CPT: Pharmacometrics & Systems Pharmacology (Dec 2023)
Combining pharmacometric models with predictive and prognostic biomarkers for precision therapy in Crohn's disease: A case study of brazikumab
Abstract
Abstract Pharmacometric models were used to investigate the utility of biomarkers in predicting the efficacy (Crohn's Disease Activity Index [CDAI]) of brazikumab and provide a data‐driven framework for precision therapy for Crohn's disease (CD). In a phase IIa trial in patients with moderate to severe CD, treatment with brazikumab, an anti‐interleukin 23 monoclonal antibody, was associated with clinical improvement. Brazikumab treatment effect was determined to be dependent on the baseline IL‐22 (BIL22) or baseline C‐reactive protein (BCRP; predictive biomarkers), and placebo effect was found to be correlated with the baseline CDAI (a prognostic biomarker).

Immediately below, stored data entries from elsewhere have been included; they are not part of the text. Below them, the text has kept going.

// audiotag
// Copyright (c) 2026 The audiotag developers.
//
// This Source Code Form is subject to the terms of the Mozilla Public
// License, v. 2.0. If a copy of the MPL was not distributed with this
// file, You can obtain one at https://mozilla.org/MPL/2.0/.

//! [`SynchronizedLyrics`] and its line/segment/content-type types.

use super::AudioTimestamp;

/// Closed set matching the ID3v2 SYLT content-type byte.
#[derive(Debug, Clone, Copy, PartialEq, Eq)]
pub enum LyricContentType {
    Other,
    Lyrics,
    TextTranscription,
    MovementOrPartName,
    Events,
    Chord,
    Trivia,
    WebpageUrls,
    ImageUrls,
}

impl LyricContentType {
    pub fn from_byte(byte: u8) -> Option<Self> {
        match byte {
            0 => Some(LyricContentType::Other),
            1 => Some(LyricContentType::Lyrics),
            2 => Some(LyricContentType::TextTranscription),
            3 => Some(LyricContentType::MovementOrPartName),
            4 => Some(LyricContentType::Events),
            5 => Some(LyricContentType::Chord),
            6 => Some(LyricContentType::Trivia),
            7 => Some(LyricContentType::WebpageUrls),
            8 => Some(LyricContentType::ImageUrls),
            _ => None,
        }
    }

    pub fn to_byte(self) -> u8 {
        match self {
            LyricContentType::Other => 0,
            LyricContentType::Lyrics => 1,
            LyricContentType::TextTranscription => 2,
            LyricContentType::MovementOrPartName => 3,
            LyricContentType::Events => 4,
            LyricContentType::Chord => 5,
            LyricContentType::Trivia => 6,
            LyricContentType::WebpageUrls => 7,
            LyricContentType::ImageUrls => 8,
        }
    }
}

/// A word-level timing within a [`LyricLine`].
#[derive(Debug, Clone, PartialEq)]
pub struct LyricSegment {
    pub timestamp: AudioTimestamp,
    pub text: String,
}

#[derive(Debug, Clone, PartialEq)]
pub struct LyricLine {
    pub timestamp: AudioTimestamp,
    pub text: String,
    pub segments: Option<Vec<LyricSegment>>,
    pub speaker: Option<String>,
}

#[derive(Debug, Clone, PartialEq)]
pub struct SynchronizedLyrics {
    /// ISO 639-2 three-character language code.
    pub language: String,
    pub content_type: LyricContentType,
    pub descriptor: String,
    pub lines: Vec<LyricLine>,
}
// audiotag
// Copyright (c) 2026 The audiotag developers.
//
// This Source Code Form is subject to the terms of the Mozilla Public
// License, v. 2.0. If a copy of the MPL was not distributed with this
// file, You can obtain one at https://mozilla.org/MPL/2.0/.

//! Frame list ↔ domain model conversion, in both directions.

use log::debug;

use audiotag_core::model::{
    Artwork, AudioFileInfo, AudioMetadata, AudioTimestamp, Chapter, ChapterList, LyricContentType,
    LyricLine, PrivateData, SynchronizedLyrics, UniqueFileIdentifier, UrlKind,
};

use crate::frame::Frame;
use audiotag_core::config::Id3v2Version;

fn leading_component(value: &str) -> Option<u32> {
    value.split('/').next()?.trim().parse().ok()
}

fn leading_year(value: &str) -> Option<String> {
    let digits: String = value.chars().take(4).collect();
    if digits.len() == 4 && digits.chars().all(|c| c.is_ascii_digit()) {
        Some(digits)
    } else {
        None
    }
}

fn url_kind_for_id(id: &str) -> Option<UrlKind> {
    match id {
        "WOAR" => Some(UrlKind::Artist),
        "WOAS" => Some(UrlKind::AudioSource),
        "WOAF" => Some(UrlKind::AudioFile),
        "WPUB" => Some(UrlKind::Publisher),
        "WCOM" => Some(UrlKind::Commercial),
        _ => None,
    }
}

/// Converts a `CHAP` frame's sub-frame list into a [`Chapter`].
fn chapter_from_sub_frames(element_id: &str, start_ms: u32, end_ms: u32, sub_frames: &[Frame]) -> Chapter {
    let mut chapter = Chapter::new(element_id, AudioTimestamp::from_millis(start_ms as u64), element_id);
    chapter.end = Some(AudioTimestamp::from_millis(end_ms as u64));

    for sub in sub_frames {
        match sub {
            Frame::Text { id, value } if id == "TIT2" => chapter.title = value.clone(),
            Frame::Url { value, .. } if chapter.url.is_none() => chapter.url = Some(value.clone()),
            Frame::Picture { data, .. } if chapter.artwork.is_none() => {
                if let Ok(artwork) = Artwork::from_bytes(data.clone()) {
                    chapter.artwork = Some(artwork);
                }
            }
            _ => {}
        }
    }

    chapter
}

/// Builds a complete [`AudioFileInfo`] from a flat, already-parsed top-level frame list.
pub fn frames_to_info(frames: &[Frame]) -> AudioFileInfo {
    let mut metadata = AudioMetadata::new();
    let mut chapters = Vec::new();
    let mut toc: Option<(bool, Vec<String>)> = None;
    let mut duration = None;
    let mut first_artwork: Option<Artwork> = None;
    let mut cover_front_artwork: Option<Artwork> = None;

    for frame in frames {
        match frame {
            Frame::Text { id, value } => match id.as_str() {
                "TIT2" => metadata.title = Some(value.clone()),
                "TPE1" => metadata.artist = Some(value.clone()),
                "TALB" => metadata.album = Some(value.clone()),
                "TCON" => metadata.genre = Some(value.clone()),
                "TYER" => metadata.year = Some(value.clone()),
                "TDRC" => metadata.year = leading_year(value).or_else(|| Some(value.clone())),
                "TRCK" => metadata.track_number = leading_component(value),
                "TPOS" => metadata.disc_number = leading_component(value),
                "TPE2" => metadata.album_artist = Some(value.clone()),
                "TCOM" => metadata.composer = Some(value.clone()),
                "TPUB" => metadata.publisher = Some(value.clone()),
                "TCOP" => metadata.copyright = Some(value.clone()),
                "TENC" => metadata.encoder = Some(value.clone()),
                "TBPM" => metadata.bpm = value.trim().parse().ok(),
                "TKEY" => metadata.key = Some(value.clone()),
                "TLAN" => metadata.language = Some(value.clone()),
                "TSRC" => metadata.isrc = Some(value.clone()),
                "TLEN" => duration = value.trim().parse::<u64>().ok().map(AudioTimestamp::from_millis),
                _ => debug!("id3v2: unrecognized text frame '{id}' round-tripped as opaque"),
            },
            Frame::Url { id, value } => {
                if let Some(kind) = url_kind_for_id(id) {
                    metadata.urls.insert(kind, value.clone());
                }
            }
            Frame::UserText { description, value } => {
                metadata.custom_text.insert(description.clone(), value.clone());
            }
            Frame::UserUrl { description, value } => {
                metadata.custom_urls.insert(description.clone(), value.clone());
            }
            Frame::Comment { text, language, .. } => {
                metadata.comment = Some(text.clone());
                if metadata.language.is_none() {
                    metadata.language = Some(language.trim().to_string());
                }
            }
            Frame::UnsyncLyrics { text, .. } => {
                metadata.unsynchronized_lyrics = Some(text.clone());
            }
            Frame::SynchronizedLyrics { language, content_type, description, events } => {
                let lines = events
                    .iter()
                    .map(|e| LyricLine {
                        timestamp: AudioTimestamp::from_millis(e.timestamp_ms as u64),
                        text: e.text.clone(),
                        segments: None,
                        speaker: None,
                    })
                    .collect();
                metadata.synchronized_lyrics.push(SynchronizedLyrics {
                    language: language.trim().to_string(),
                    content_type: LyricContentType::from_byte(*content_type).unwrap_or(LyricContentType::Other),
                    descriptor: description.clone(),
                    lines,
                });
            }
            Frame::Picture { picture_type, data, .. } => {
                if let Ok(artwork) = Artwork::from_bytes(data.clone()) {
                    if first_artwork.is_none() {
                        first_artwork = Some(artwork.clone());
                    }
                    if *picture_type == 3 && cover_front_artwork.is_none() {
                        cover_front_artwork = Some(artwork);
                    }
                }
            }
            Frame::Chapter { element_id, start_ms, end_ms, sub_frames } => {
                chapters.push(chapter_from_sub_frames(element_id, *start_ms, *end_ms, sub_frames));
            }
            Frame::TableOfContents { ordered, children, .. } if toc.is_none() => {
                toc = Some((*ordered, children.clone()));
            }
            Frame::PrivateData { owner, data } => {
                metadata.private_data.push(PrivateData { owner: owner.clone(), data: data.clone() });
            }
            Frame::UniqueFileIdentifier { owner, data } => {
                metadata
                    .unique_file_identifiers
                    .push(UniqueFileIdentifier { owner: owner.clone(), data: data.clone() });
            }
            Frame::PlayCount(count) => metadata.play_count = Some(*count),
            Frame::Popularimeter { rating, .. } => metadata.rating = Some(*rating),
            Frame::Unknown { id, .. } => debug!("id3v2: unknown frame '{id}' round-tripped as opaque"),
            _ => {}
        }
    }

    metadata.artwork = cover_front_artwork.or(first_artwork);

    let mut chapter_list = ChapterList::from_vec(chapters);
    if let Some((ordered, children)) = toc {
        if ordered && children.len() == chapter_list.len() {
            let mut reordered = Vec::with_capacity(children.len());
            let mut remaining = chapter_list.into_vec();
            for child_id in &children {
                if let Some(pos) = remaining.iter().position(|c| &c.id == child_id) {
                    reordered.push(remaining.remove(pos));
                }
            }
            reordered.extend(remaining);
            chapter_list = ChapterList::from_vec(reordered);
        } else {
            chapter_list = ChapterList::from_vec(chapter_list.into_vec());
        }
    }

    AudioFileInfo { metadata, chapters: chapter_list, duration }
}

/// Builds the write-direction frame list from a complete [`AudioFileInfo`].
pub fn info_to_frames(info: &AudioFileInfo, version: Id3v2Version) -> Vec<Frame> {
    let mut frames = Vec::new();
    let m = &info.metadata;

    let mut push_text = |id: &str, value: &Option<String>| {
        if let Some(v) = value {
            frames.push(Frame::Text { id: id.to_string(), value: v.clone() });
        }
    };

    push_text("TIT2", &m.title);
    push_text("TPE1", &m.artist);
    push_text("TALB", &m.album);
    push_text("TCON", &m.genre);
    match version {
        Id3v2Version::V3 => push_text("TYER", &m.year),
        Id3v2Version::V4 => push_text("TDRC", &m.year),
    }
    if let Some(track) = m.track_number {
        frames.push(Frame::Text { id: "TRCK".to_string(), value: track.to_string() });
    }
    if let Some(disc) = m.disc_number {
        frames.push(Frame::Text { id: "TPOS".to_string(), value: disc.to_string() });
    }
    push_text("TPE2", &m.album_artist);
    push_text("TCOM", &m.composer);
    push_text("TPUB", &m.publisher);
    push_text("TCOP", &m.copyright);
    push_text("TENC", &m.encoder);
    if let Some(bpm) = m.bpm {
        frames.push(Frame::Text { id: "TBPM".to_string(), value: bpm.to_string() });
    }
    push_text("TKEY", &m.key);
    push_text("TLAN", &m.language);
    push_text("TSRC", &m.isrc);

    for (kind, value) in &m.urls {
        let id = match kind {
            UrlKind::Artist => "WOAR",
            UrlKind::AudioSource => "WOAS",
            UrlKind::AudioFile => "WOAF",
            UrlKind::Publisher => "WPUB",
            UrlKind::Commercial => "WCOM",
        };
        frames.push(Frame::Url { id: id.to_string(), value: value.clone() });
    }

    for (description, value) in &m.custom_text {
        frames.push(Frame::UserText { description: description.clone(), value: value.clone() });
    }
    for (description, value) in &m.custom_urls {
        frames.push(Frame::UserUrl { description: description.clone(), value: value.clone() });
    }

    if let Some(comment) = &m.comment {
        frames.push(Frame::Comment {
            language: m.language.clone().unwrap_or_else(|| "eng".to_string()),
            description: String::new(),
            text: comment.clone(),
        });
    }

    if let Some(lyrics) = &m.unsynchronized_lyrics {
        frames.push(Frame::UnsyncLyrics {
            language: m.language.clone().unwrap_or_else(|| "eng".to_string()),
            description: String::new(),
            text: lyrics.clone(),
        });
    }

    for sylt in &m.synchronized_lyrics {
        let events = sylt
            .lines
            .iter()
            .map(|line| crate::frame::SyltEvent { text: line.text.clone(), timestamp_ms: line.timestamp.as_millis() as u32 })
            .collect();
        frames.push(Frame::SynchronizedLyrics {
            language: sylt.language.clone(),
            content_type: sylt.content_type.to_byte(),
            description: sylt.descriptor.clone(),
            events,
        });
    }

    if let Some(artwork) = &m.artwork {
        frames.push(Frame::Picture {
            mime: artwork.format().mime_type().to_string(),
            picture_type: 3,
            description: String::new(),
            data: artwork.bytes().to_vec(),
        });
    }

    for private in &m.private_data {
        frames.push(Frame::PrivateData { owner: private.owner.clone(), data: private.data.clone() });
    }
    for ufid in &m.unique_file_identifiers {
        frames.push(Frame::UniqueFileIdentifier { owner: ufid.owner.clone(), data: ufid.data.clone() });
    }

    if let Some(play_count) = m.play_count {
        frames.push(Frame::PlayCount(play_count.min(u32::MAX as u64)));
    }
    if let Some(rating) = m.rating {
        frames.push(Frame::Popularimeter { email: String::new(), rating, play_count: 0 });
    }

    if !info.chapters.is_empty() {
        let derived = info.chapters.derive_end_times(info.duration);
        let children: Vec<String> = (0..derived.len()).map(|i| format!("chp{i}")).collect();
        frames.push(Frame::TableOfContents {
            element_id: "toc1".to_string(),
            ordered: true,
            top_level: true,
            children: children.clone(),
            sub_frames: Vec::new(),
        });

        for (index, chapter) in derived.iter().enumerate() {
            let mut sub_frames = vec![Frame::Text { id: "TIT2".to_string(), value: chapter.title.clone() }];
            if let Some(url) = &chapter.url {
                sub_frames.push(Frame::Url { id: "WOAR".to_string(), value: url.clone() });
            }
            if let Some(artwork) = &chapter.artwork {
                sub_frames.push(Frame::Picture {
                    mime: artwork.format().mime_type().to_string(),
                    picture_type: 3,
                    description: String::new(),
                    data: artwork.bytes().to_vec(),
                });
            }

            let start_ms = chapter.start.as_millis() as u32;
            let end_ms = chapter.end.map(|e| e.as_millis() as u32).unwrap_or(start_ms + 1);

            frames.push(Frame::Chapter { element_id: children[index].clone(), start_ms, end_ms, sub_frames });
        }
    }

    frames
}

A maximal total inhibition on CDAI input function of 50.6% and 42.4% was predicted for patients with extremely high BIL22 or BCRP, compared to a maximal total inhibition of 20.9% and 17.8% for patients with extremely low BIL22 or BCRP, respectively, which were mainly due to the placebo effect. We demonstrated that model‐derived baseline biomarker levels that achieve 50% of maximum unbound systemic concentration of 22.8 pg/mL and 8.03 mg/L for BIL22 and BCRP as the cutoffs to select subpopulations can effectively identify high‐response subgroup patients with improved separation of responders when compared to using the median values as the cutoff. This work exemplifies the utility of pharmacometrics to quantify biomarker‐driven responses in biologic therapies and distinguish between predictive and prognostic biomarkers, complementing clinical efforts of identifying subpopulations with higher likelihood of response to brazikumab.